Typical step therapy requirements:
- → Prior CFTR modulator trial not documented
Required documentation:
- ✓ ICD-10 diagnosis code with specificity
- ✓ Prior therapy history with dates, doses, and discontinuation reasons
- ✓ Specialist evaluation (where applicable)
- ✓ Baseline disease activity or biomarker results
- ✓ Clinical rationale citing FDA labeling or guidelines
Approval details:
Initial approval: typically 6 months. Renewal: 12 months with documented clinical response.
Payers Covering Trikafta
RxCheckUp tailors each LMN to the specific payer's medical policy and step therapy requirements:
Trikafta Prior Authorization FAQ
Why was my Trikafta prior authorization denied?

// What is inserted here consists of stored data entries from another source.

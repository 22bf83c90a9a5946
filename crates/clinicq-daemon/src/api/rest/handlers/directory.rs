//! Facility layout and patient registration handlers

use crate::api::rest::state::AppState;
use crate::error::ApiResult;
use axum::{
    extract::{Path, State},
    http::StatusCode,
    Json,
};
use clinicq_types::{Counter, CounterId, Establishment, EstablishmentId, Patient, PatientId};
use serde::{Deserialize, Serialize};

/// Register establishment request
#[derive(Debug, Deserialize)]
#[serde(rename_all = "camelCase")]
pub struct RegisterEstablishmentRequest {
    pub est_id: EstablishmentId,
    pub name: String,
}

/// Register or rename an establishment
pub async fn register_establishment(
    State(state): State<AppState>,
    Json(request): Json<RegisterEstablishmentRequest>,
) -> ApiResult<(StatusCode, Json<Establishment>)> {
    let establishment = state
        .flow
        .directory()
        .register_establishment(request.est_id, request.name)
        .await?;
    Ok((StatusCode::CREATED, Json(establishment)))
}

/// Register counter request
#[derive(Debug, Deserialize)]
#[serde(rename_all = "camelCase")]
pub struct RegisterCounterRequest {
    pub counter_id: CounterId,
    pub est_id: EstablishmentId,
    pub name: String,
}

/// Register or rename a counter
pub async fn register_counter(
    State(state): State<AppState>,
    Json(request): Json<RegisterCounterRequest>,
) -> ApiResult<(StatusCode, Json<Counter>)> {
    let counter = state
        .flow
        .directory()
        .register_counter(request.counter_id, request.est_id, request.name)
        .await?;
    Ok((StatusCode::CREATED, Json(counter)))
}

/// Counters of an establishment
pub async fn list_counters(
    State(state): State<AppState>,
    Path(id): Path<String>,
) -> ApiResult<Json<Vec<Counter>>> {
    let est_id = EstablishmentId::new(id);
    state.flow.directory().establishment(&est_id).await?;
    Ok(Json(state.flow.directory().counters_for(&est_id).await?))
}

/// Register patient request
#[derive(Debug, Deserialize)]
#[serde(rename_all = "camelCase")]
pub struct RegisterPatientRequest {
    pub uid: PatientId,
    pub display_name: String,
    pub pin: String,
}

/// Registered patient, without the PIN digest
#[derive(Debug, Serialize)]
#[serde(rename_all = "camelCase")]
pub struct PatientResponse {
    pub uid: PatientId,
    pub display_name: String,
    pub registered_at: chrono::DateTime<chrono::Utc>,
}

impl From<Patient> for PatientResponse {
    fn from(patient: Patient) -> Self {
        Self {
            uid: patient.uid,
            display_name: patient.display_name,
            registered_at: patient.registered_at,
        }
    }
}

/// Register a patient
pub async fn register_patient(
    State(state): State<AppState>,
    Json(request): Json<RegisterPatientRequest>,
) -> ApiResult<(StatusCode, Json<PatientResponse>)> {
    let patient = state
        .flow
        .directory()
        .register_patient(request.uid, request.display_name, &request.pin)
        .await?;
    Ok((StatusCode::CREATED, Json(patient.into())))
}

The most common denial reasons for Trikafta are: CFTR genotype not documented; Baseline pulmonary function testing (FEV1) missing; LFT monitoring plan not specified; Age criteria not met; Prior CFTR modulator trial not documented.
What should a Trikafta Letter of Medical Necessity include?
Document CF diagnosis with sweat chloride or genetic confirmation, specific CFTR genotype with at least one F508del mutation, baseline FEV1 percent predicted, baseline LFTs, current CF care regimen, and the monitoring plan for hepatic function during therapy.
Which payers cover Trikafta?
Trikafta is covered by major US payers including UnitedHealthcare, Aetna, Cigna, BCBS, Medicare Part D, though formulary tier and prior authorization criteria vary.